WORK ITEM:
Reproduce exactly the lines below, from the first through the one containing "fn spin_layer(speed: f64, direction: SpinDirection)", and nothing more.

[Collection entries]
use super::*;
use crate::foundation::core::{Spin, SpinDirection};
use crate::model::layer::create_layer;
use crate::model::raster::{GifAnimation, GifFrame, Raster};

fn gif_layer(frames: usize, fps: f64) -> Layer {
    let anim = GifAnimation {
        width: 1,
        height: 1,
        frames: (0..frames)
            .map(|_| GifFrame {
                raster: Raster::solid(1, 1, [0, 0, 0, 255]),
                delay_ms: 100,
            })
            .collect(),
    };
    create_layer("GIF Layer", 0).with_element(Element::AnimatedImage(
        AnimatedImageElement::new("a.gif", anim, fps),
    ))
}

fn spin_layer(speed: f64, direction: SpinDirection) -> Layer {
    let mut layer = gif_layer(1, 10.0);
    if let Some(a) = layer.elements[0].as_animated_mut() {
        a.spin = Some(Spin::new(speed, direction));
    }
    layer
}

fn anim(layer: &Layer) -> &AnimatedImageElement {
    layer.elements[0].as_animated().expect("animated element")
}

#[test]
fn one_second_at_10fps_cycles_five_frames_twice() {
    let clock = AnimationClock::new();
    let mut layers = vec![gif_layer(5, 10.0)];
    assert!(clock.update(&mut layers, 1.0));
    assert_eq!(anim(&layers[0]).current_frame, 0);
    assert!(anim(&layers[0]).frame_elapsed.abs() < 1e-9);
}

#[test]
fn frames_accumulate_across_small_ticks() {
    let clock = AnimationClock::new();
    let mut layers = vec![gif_layer(5, 10.0)];
    for _ in 0..3 {
        clock.update(&mut layers, 0.05);
    }
    // 150 ms elapsed: one advance, 50 ms carried.
    assert_eq!(anim(&layers[0]).current_frame, 1);
    assert!((anim(&layers[0]).frame_elapsed - 50.0).abs() < 1e-6);
}

#[test]
fn clockwise_rotation_wraps() {
    let clock = AnimationClock::new();
    let mut layers = vec![spin_layer(180.0, SpinDirection::Clockwise)];
    clock.update(&mut layers, 3.0);
    assert_eq!(anim(&layers[0]).angle(), 180.0);
}

#[test]
fn counter_clockwise_rotation_stays_positive() {
    let clock = AnimationClock::new();
    let mut layers = vec![spin_layer(90.0, SpinDirection::CounterClockwise)];
    clock.update(&mut layers, 1.0);
    assert_eq!(anim(&layers[0]).angle(), 270.0);
}

#[test]
fn no_direction_means_no_rotation() {
    let clock = AnimationClock::new();
    let mut layers = vec![spin_layer(90.0, SpinDirection::None)];
    clock.update(&mut layers, 1.0);
    assert_eq!(anim(&layers[0]).angle(), 0.0);
}

#[test]
fn paused_group_does_not_accumulate() {
    let mut clock = AnimationClock::new();
    let mut layers = vec![gif_layer(4, 10.0)];
    clock.add_group(AnimationGroup::new("clip", vec![layers[0].id]));
    assert!(clock.pause("clip"));

    assert!(!clock.update(&mut layers, 5.0));
    assert_eq!(anim(&layers[0]).current_frame, 0);
    assert_eq!(anim(&layers[0]).frame_elapsed, 0.0);

    clock.play("clip");
    clock.update(&mut layers, 0.1);
    assert_eq!(anim(&layers[0]).current_frame, 1);
}

#[test]
fn playback_rate_scales_time() {
    let mut clock = AnimationClock::new();
    let mut layers = vec![gif_layer(8, 10.0)];
    clock.add_group(AnimationGroup::new("fast", vec![layers[0].id]));
    assert!(clock.set_playback_rate("fast", 2.0));
    assert!(!clock.set_playback_rate("fast", f64::NAN));
    clock.update(&mut layers, 0.25);
    assert_eq!(anim(&layers[0]).current_frame, 5);
}

#[test]
fn invalid_delta_and_empty_frames_are_ignored() {
    let clock = AnimationClock::new();
    let mut layers = vec![gif_layer(0, 10.0), gif_layer(3, 0.0)];
    assert!(!clock.update(&mut layers, -1.0));
    assert!(!clock.update(&mut layers, f64::INFINITY));
    assert!(!clock.update(&mut layers, 1.0));
    assert_eq!(anim(&layers[1]).current_frame, 0);
}

#[test]
fn groups_are_replaced_by_id() {
    let mut clock = AnimationClock::new();
    clock.add_group(AnimationGroup::new("a", vec![]));
    clock.add_group(AnimationGroup::new("a", vec![LayerId::new()]));
    assert_eq!(clock.groups().len(), 1);
    assert_eq!(clock.groups()[0].layer_ids.len(), 1);
    assert!(clock.remove_group("a").is_some());
    assert!(!clock.pause("a"));
}

#[test]
fn long_gap_catches_up_in_one_step() {
    let clock = AnimationClock::new();
    let mut layers = vec![gif_layer(3, 10.0)];
    assert!(clock.update(&mut layers, 100.05));
    let a = anim(&layers[0]);
    assert_eq!(a.current_frame, 1000 % 3);
    assert!((a.frame_elapsed - 50.0).abs() < 1e-6);
}

#[test]
fn huge_delta_stays_bounded() {
    let clock = AnimationClock::new();
    let mut layers = vec![gif_layer(3, 24.0)];
    clock.update(&mut layers, 1e17);
    let a = anim(&layers[0]);
    assert!(a.current_frame < 3);
    assert!(a.frame_elapsed >= 0.0 && a.frame_elapsed < 1000.0 / 24.0);

    clock.update(&mut layers, f64::MAX);
    let a = anim(&layers[0]);
    assert!(a.current_frame < 3);
    assert!(a.frame_elapsed.is_finite());
}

OUTPUT FOR THIS TASK:
use super::*;
use crate::foundation::core::{Spin, SpinDirection};
use crate::model::layer::create_layer;
use crate::model::raster::{GifAnimation, GifFrame, Raster};

fn gif_layer(frames: usize, fps: f64) -> Layer {
    let anim = GifAnimation {
        width: 1,
        height: 1,
        frames: (0..frames)
            .map(|_| GifFrame {
                raster: Raster::solid(1, 1, [0, 0, 0, 255]),
                delay_ms: 100,
            })
            .collect(),
    };
    create_layer("GIF Layer", 0).with_element(Element::AnimatedImage(
        AnimatedImageElement::new("a.gif", anim, fps),
    ))
}

fn spin_layer(speed: f64, direction: SpinDirection) -> Layer {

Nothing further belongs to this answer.